WHAT TO DO. Return the number of lines below that contain "floor"; nothing else belongs in the reply.

GIVEN RECORDS.

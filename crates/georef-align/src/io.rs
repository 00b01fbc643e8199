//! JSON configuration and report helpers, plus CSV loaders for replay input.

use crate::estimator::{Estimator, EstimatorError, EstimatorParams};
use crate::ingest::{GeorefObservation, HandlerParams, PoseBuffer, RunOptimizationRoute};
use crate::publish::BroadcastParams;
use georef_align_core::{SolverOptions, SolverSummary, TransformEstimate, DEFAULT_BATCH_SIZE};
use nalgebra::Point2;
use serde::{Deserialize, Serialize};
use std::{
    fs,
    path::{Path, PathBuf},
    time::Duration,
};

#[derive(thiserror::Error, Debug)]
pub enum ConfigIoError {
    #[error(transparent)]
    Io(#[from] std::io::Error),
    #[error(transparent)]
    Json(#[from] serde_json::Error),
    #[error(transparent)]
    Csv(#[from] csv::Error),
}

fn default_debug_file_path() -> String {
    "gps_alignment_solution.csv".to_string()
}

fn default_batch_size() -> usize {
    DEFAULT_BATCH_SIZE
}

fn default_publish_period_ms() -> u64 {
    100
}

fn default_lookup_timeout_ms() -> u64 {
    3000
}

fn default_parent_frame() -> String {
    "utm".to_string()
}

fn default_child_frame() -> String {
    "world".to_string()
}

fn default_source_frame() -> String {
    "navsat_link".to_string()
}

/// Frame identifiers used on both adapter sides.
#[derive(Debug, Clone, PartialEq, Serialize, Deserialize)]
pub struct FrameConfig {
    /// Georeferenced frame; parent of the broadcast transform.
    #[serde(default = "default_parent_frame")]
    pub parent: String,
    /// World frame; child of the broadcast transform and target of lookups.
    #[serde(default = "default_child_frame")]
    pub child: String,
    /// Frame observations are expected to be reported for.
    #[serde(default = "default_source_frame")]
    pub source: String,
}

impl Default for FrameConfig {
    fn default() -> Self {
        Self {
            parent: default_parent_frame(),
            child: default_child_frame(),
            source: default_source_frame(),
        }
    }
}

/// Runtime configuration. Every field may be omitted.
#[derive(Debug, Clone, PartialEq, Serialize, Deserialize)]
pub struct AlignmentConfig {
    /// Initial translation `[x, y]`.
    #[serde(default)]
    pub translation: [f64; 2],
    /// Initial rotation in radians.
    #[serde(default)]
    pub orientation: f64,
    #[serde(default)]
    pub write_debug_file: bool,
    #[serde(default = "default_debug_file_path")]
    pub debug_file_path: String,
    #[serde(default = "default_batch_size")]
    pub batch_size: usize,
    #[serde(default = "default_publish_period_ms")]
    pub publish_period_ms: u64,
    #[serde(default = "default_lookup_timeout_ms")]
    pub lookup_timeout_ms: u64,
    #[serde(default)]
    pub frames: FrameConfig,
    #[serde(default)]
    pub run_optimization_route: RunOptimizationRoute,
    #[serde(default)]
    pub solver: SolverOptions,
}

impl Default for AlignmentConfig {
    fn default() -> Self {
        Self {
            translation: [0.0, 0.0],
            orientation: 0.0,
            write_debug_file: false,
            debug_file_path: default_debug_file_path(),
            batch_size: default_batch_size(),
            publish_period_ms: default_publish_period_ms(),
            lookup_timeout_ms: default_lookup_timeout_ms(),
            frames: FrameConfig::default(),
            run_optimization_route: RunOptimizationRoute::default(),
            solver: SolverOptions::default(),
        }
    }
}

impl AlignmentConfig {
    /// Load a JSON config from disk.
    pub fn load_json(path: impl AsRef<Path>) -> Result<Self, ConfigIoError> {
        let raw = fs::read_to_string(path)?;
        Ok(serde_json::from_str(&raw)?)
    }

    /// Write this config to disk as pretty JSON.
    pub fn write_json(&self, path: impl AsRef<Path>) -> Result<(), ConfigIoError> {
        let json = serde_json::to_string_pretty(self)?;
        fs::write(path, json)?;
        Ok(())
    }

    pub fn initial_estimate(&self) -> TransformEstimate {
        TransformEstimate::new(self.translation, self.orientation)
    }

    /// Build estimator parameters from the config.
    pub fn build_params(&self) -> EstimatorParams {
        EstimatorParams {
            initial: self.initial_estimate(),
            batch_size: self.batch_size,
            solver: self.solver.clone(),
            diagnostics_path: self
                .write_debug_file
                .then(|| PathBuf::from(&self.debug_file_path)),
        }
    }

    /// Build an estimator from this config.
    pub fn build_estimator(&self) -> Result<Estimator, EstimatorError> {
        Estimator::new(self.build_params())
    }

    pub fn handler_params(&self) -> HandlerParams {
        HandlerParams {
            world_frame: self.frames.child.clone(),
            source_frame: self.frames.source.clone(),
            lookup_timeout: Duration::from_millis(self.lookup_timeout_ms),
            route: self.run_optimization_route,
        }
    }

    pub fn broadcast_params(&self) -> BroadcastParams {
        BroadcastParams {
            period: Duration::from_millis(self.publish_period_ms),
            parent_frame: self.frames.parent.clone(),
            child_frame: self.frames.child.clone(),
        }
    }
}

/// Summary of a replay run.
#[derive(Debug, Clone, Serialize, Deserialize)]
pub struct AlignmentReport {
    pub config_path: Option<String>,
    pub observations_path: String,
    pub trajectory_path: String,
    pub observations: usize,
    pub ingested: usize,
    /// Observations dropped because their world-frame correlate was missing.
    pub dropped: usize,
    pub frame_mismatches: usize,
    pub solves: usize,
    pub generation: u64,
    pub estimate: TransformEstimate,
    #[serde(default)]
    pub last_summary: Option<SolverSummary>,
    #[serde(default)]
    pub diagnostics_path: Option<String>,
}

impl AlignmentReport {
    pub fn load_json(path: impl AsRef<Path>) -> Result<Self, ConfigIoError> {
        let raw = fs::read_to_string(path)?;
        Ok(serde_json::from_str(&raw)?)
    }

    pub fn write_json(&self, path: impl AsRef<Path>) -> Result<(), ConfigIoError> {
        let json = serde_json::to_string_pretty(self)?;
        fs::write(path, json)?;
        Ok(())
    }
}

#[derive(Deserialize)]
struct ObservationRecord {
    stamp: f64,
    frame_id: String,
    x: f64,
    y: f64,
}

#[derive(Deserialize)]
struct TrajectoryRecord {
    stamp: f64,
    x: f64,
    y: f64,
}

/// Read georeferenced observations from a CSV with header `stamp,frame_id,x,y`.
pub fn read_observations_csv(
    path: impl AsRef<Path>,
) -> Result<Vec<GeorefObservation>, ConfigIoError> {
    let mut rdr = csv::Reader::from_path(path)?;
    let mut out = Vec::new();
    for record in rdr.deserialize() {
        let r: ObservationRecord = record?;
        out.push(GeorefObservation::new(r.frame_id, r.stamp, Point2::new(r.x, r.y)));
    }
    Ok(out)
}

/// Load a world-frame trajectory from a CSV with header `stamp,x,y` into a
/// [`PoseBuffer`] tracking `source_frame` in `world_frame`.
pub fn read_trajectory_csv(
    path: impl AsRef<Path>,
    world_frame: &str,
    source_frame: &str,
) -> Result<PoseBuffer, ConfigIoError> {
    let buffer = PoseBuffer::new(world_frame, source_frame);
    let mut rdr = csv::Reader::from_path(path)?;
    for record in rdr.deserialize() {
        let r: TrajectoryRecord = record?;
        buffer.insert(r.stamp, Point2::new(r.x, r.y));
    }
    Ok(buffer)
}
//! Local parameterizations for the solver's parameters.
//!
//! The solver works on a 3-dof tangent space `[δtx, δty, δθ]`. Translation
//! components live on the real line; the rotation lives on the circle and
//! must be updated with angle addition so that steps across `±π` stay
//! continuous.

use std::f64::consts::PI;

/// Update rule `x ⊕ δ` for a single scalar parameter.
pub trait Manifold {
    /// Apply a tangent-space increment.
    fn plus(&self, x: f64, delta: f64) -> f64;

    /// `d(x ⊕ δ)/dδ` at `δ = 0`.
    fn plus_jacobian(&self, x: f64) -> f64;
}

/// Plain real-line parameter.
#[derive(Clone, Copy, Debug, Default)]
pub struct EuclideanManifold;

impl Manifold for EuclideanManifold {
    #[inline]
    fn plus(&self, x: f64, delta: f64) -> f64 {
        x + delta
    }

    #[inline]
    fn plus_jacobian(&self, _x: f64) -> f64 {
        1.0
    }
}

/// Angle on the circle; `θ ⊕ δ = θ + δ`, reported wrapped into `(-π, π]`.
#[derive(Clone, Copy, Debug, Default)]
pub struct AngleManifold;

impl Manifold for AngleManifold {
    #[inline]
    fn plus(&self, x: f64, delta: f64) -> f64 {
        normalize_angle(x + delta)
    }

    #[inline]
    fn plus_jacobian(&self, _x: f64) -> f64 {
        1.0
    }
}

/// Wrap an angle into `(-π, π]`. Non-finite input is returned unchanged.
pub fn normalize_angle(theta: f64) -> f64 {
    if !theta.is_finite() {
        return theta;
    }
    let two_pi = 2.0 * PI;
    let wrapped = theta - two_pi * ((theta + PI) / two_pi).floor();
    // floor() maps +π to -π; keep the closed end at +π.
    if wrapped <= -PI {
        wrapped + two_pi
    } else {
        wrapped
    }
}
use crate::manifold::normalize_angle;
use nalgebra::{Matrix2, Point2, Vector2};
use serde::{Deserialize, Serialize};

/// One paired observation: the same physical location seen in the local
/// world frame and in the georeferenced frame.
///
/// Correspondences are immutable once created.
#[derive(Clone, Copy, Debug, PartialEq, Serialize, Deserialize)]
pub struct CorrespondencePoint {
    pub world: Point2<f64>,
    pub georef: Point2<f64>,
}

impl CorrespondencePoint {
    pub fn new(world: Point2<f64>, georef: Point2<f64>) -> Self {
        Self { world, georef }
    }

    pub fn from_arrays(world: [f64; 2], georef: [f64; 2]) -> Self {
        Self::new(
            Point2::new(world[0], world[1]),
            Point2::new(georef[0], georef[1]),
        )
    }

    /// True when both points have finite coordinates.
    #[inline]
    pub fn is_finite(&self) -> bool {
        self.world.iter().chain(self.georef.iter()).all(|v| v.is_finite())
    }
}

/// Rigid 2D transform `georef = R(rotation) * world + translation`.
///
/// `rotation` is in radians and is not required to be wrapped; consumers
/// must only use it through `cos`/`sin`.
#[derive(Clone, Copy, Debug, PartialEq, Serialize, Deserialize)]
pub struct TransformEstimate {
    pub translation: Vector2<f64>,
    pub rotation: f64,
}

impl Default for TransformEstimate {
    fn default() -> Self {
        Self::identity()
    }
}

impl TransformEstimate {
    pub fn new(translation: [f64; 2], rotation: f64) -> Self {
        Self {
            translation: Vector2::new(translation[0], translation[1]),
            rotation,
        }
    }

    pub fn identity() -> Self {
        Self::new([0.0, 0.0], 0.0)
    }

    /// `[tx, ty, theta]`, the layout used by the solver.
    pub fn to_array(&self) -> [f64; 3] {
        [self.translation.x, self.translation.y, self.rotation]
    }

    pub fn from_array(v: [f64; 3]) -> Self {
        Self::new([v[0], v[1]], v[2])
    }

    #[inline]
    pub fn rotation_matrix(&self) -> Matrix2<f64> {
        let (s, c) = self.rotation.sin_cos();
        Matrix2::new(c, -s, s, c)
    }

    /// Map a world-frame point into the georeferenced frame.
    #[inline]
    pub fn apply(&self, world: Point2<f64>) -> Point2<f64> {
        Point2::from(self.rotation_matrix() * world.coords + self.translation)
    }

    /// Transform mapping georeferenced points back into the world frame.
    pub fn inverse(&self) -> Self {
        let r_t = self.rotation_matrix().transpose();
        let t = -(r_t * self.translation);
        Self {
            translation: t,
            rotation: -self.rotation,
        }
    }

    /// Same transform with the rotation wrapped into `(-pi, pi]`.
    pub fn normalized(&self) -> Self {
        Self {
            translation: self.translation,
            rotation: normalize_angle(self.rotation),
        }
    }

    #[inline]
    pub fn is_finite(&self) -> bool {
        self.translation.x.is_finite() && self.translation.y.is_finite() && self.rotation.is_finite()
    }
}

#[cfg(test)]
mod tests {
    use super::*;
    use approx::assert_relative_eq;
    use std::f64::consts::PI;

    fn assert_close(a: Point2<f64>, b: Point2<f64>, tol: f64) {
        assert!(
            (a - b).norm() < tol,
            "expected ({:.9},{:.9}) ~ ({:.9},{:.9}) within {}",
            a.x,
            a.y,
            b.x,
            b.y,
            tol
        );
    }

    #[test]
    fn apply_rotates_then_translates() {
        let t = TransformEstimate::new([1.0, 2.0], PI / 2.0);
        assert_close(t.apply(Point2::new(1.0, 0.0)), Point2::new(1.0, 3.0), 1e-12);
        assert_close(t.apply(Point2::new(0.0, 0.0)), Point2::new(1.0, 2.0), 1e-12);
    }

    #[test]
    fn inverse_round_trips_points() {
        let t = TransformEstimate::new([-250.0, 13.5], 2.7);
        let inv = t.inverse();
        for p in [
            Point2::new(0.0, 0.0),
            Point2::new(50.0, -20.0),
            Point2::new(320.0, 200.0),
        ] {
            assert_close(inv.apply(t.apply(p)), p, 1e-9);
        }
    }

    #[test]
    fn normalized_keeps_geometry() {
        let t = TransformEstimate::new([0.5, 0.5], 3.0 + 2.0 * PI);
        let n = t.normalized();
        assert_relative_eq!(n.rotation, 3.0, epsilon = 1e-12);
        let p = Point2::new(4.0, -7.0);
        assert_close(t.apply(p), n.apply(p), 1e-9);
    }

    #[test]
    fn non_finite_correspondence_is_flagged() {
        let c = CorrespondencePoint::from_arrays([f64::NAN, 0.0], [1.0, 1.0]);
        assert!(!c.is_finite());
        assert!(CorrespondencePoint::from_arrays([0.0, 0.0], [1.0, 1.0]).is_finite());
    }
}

...

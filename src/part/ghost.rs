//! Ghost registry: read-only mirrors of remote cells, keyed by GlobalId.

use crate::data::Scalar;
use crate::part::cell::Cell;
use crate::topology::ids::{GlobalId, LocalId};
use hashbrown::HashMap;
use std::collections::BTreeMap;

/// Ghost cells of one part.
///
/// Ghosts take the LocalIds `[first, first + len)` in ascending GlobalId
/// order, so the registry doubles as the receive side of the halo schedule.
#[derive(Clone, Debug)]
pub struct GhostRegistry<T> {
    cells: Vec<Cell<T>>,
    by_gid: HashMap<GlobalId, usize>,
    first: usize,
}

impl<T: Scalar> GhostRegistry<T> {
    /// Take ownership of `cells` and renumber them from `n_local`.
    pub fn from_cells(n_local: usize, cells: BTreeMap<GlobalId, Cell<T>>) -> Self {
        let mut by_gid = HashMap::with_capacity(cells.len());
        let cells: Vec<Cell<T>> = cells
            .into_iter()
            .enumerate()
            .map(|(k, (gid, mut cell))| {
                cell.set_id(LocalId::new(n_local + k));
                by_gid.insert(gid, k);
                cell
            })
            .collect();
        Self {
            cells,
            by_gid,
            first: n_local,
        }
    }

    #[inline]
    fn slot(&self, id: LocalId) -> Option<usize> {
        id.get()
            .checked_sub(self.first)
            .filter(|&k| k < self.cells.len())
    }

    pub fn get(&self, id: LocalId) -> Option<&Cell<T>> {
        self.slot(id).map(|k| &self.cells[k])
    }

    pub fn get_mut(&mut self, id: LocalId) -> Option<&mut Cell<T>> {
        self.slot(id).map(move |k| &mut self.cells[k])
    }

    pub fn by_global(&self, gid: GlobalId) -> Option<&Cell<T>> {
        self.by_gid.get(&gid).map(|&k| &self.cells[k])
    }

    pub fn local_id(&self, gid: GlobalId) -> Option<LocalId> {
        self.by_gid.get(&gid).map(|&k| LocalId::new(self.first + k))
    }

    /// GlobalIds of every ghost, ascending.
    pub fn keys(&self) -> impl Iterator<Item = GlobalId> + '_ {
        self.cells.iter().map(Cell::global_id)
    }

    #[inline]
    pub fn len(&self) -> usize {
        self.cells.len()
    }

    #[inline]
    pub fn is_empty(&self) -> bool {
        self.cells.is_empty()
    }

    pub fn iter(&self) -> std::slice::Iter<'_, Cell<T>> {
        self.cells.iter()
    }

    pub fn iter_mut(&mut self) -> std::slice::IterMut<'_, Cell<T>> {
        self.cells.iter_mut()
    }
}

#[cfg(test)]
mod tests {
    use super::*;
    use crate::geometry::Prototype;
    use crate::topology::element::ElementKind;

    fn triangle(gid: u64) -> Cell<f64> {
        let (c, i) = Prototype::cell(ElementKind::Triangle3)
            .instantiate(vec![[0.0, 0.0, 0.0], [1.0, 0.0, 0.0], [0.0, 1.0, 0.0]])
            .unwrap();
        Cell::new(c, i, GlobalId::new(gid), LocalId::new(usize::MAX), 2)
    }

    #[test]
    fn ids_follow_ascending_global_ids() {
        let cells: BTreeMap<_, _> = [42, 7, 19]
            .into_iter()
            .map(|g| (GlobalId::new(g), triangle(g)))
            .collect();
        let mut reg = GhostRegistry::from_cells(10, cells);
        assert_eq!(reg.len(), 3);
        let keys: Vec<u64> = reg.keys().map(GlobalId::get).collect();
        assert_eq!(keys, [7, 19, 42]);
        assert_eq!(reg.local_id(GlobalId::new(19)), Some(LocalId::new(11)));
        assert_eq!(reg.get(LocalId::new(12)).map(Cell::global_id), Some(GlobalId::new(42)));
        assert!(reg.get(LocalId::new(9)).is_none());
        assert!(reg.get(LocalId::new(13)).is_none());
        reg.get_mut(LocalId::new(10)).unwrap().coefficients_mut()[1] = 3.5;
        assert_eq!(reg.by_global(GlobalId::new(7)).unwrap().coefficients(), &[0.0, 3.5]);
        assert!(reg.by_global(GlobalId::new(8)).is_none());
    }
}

---

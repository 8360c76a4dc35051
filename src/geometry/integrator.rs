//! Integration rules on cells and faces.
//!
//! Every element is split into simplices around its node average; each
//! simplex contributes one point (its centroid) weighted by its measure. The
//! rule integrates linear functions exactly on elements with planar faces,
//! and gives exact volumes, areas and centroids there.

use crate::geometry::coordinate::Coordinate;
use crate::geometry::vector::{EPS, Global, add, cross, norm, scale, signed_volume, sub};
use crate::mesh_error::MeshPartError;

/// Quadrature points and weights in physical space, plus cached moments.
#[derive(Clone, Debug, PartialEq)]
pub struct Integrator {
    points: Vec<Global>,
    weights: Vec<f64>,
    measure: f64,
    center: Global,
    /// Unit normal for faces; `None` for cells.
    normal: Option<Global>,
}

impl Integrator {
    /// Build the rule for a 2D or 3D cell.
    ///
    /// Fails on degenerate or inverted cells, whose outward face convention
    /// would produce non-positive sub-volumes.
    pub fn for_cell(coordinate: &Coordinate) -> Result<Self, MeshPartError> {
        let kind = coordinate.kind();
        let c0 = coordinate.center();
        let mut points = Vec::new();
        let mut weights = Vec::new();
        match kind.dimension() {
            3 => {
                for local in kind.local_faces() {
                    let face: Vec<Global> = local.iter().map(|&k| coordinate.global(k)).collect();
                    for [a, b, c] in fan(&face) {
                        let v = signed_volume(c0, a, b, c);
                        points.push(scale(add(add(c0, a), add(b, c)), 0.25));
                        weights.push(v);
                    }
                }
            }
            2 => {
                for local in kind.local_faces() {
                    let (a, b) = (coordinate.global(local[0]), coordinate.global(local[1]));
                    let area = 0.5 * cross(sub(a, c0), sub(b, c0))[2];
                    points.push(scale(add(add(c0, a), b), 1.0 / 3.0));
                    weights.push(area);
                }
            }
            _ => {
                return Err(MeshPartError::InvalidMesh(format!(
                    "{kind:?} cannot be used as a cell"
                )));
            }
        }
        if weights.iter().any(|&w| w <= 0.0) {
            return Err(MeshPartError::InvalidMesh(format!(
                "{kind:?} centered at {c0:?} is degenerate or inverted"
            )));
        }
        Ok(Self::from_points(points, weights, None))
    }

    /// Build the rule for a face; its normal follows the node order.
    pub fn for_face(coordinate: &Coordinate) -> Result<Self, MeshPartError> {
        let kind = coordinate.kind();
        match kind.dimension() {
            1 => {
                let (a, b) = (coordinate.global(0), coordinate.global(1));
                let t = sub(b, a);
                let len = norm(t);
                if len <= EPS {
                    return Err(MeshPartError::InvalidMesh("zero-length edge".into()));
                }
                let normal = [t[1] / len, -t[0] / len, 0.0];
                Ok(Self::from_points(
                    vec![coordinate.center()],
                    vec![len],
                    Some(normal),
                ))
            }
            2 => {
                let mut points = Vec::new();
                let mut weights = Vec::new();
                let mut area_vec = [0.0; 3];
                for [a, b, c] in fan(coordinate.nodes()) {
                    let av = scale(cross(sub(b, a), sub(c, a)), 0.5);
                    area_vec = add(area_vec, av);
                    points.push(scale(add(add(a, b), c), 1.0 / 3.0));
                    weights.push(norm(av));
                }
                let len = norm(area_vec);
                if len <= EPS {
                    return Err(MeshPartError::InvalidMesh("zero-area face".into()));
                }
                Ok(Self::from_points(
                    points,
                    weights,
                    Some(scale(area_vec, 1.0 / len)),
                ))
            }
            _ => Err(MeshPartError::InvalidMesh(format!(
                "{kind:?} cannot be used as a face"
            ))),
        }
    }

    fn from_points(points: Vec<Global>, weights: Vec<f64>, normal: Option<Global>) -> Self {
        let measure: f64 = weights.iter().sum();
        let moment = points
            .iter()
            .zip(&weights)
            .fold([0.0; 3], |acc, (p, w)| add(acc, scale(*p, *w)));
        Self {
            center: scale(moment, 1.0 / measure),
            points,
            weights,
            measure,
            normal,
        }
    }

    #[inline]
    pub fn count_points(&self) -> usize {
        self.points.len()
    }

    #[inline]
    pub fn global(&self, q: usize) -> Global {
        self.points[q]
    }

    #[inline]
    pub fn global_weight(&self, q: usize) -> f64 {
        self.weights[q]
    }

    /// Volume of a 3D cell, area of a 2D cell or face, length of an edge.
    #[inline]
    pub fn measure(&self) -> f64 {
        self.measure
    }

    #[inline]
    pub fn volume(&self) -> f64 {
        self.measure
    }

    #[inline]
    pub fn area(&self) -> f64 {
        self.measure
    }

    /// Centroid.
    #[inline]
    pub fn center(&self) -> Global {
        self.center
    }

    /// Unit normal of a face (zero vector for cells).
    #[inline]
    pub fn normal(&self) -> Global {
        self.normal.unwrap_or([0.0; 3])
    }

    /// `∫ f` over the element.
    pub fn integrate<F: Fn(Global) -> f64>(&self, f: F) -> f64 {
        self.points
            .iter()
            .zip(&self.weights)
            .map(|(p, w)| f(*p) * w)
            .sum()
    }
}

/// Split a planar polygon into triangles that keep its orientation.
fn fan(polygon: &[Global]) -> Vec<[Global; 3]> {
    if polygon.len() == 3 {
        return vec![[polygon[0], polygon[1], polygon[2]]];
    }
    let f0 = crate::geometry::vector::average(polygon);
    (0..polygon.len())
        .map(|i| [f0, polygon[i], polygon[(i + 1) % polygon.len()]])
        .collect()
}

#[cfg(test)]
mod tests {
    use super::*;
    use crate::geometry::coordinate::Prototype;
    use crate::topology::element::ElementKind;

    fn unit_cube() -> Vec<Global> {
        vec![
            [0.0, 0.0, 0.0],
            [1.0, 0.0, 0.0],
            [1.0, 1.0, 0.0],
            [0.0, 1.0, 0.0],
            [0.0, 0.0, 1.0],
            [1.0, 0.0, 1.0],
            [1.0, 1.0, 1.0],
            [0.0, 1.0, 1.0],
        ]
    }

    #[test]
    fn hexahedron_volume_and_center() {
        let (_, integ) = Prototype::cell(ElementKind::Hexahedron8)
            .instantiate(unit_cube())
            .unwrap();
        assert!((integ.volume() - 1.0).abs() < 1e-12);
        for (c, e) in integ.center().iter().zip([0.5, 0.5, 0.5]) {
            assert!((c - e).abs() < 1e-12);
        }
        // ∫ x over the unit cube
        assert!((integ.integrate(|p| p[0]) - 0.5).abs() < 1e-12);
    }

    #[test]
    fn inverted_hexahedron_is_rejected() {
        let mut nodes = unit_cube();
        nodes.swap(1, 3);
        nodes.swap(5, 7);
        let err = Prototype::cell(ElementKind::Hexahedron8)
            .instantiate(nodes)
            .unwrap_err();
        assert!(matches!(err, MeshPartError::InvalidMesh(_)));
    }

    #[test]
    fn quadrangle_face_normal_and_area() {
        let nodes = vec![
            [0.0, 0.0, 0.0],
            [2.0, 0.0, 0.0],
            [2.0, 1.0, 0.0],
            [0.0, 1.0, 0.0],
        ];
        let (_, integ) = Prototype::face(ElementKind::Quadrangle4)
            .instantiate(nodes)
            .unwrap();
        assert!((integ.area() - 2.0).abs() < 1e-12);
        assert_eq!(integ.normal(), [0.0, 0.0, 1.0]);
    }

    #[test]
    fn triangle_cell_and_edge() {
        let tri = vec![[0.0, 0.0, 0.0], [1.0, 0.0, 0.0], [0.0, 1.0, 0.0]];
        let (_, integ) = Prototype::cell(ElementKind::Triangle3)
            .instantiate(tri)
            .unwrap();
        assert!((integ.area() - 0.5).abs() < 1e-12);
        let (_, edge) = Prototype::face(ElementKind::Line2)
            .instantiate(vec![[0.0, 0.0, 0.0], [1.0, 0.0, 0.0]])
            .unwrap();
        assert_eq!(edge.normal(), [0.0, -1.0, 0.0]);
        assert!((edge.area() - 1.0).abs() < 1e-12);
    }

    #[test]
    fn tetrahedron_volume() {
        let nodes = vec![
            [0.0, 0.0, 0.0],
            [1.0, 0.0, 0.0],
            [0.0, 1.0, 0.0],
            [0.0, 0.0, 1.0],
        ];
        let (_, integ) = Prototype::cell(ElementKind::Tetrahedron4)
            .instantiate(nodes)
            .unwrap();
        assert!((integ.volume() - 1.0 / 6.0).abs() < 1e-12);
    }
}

EXERCISE ANSWER. 2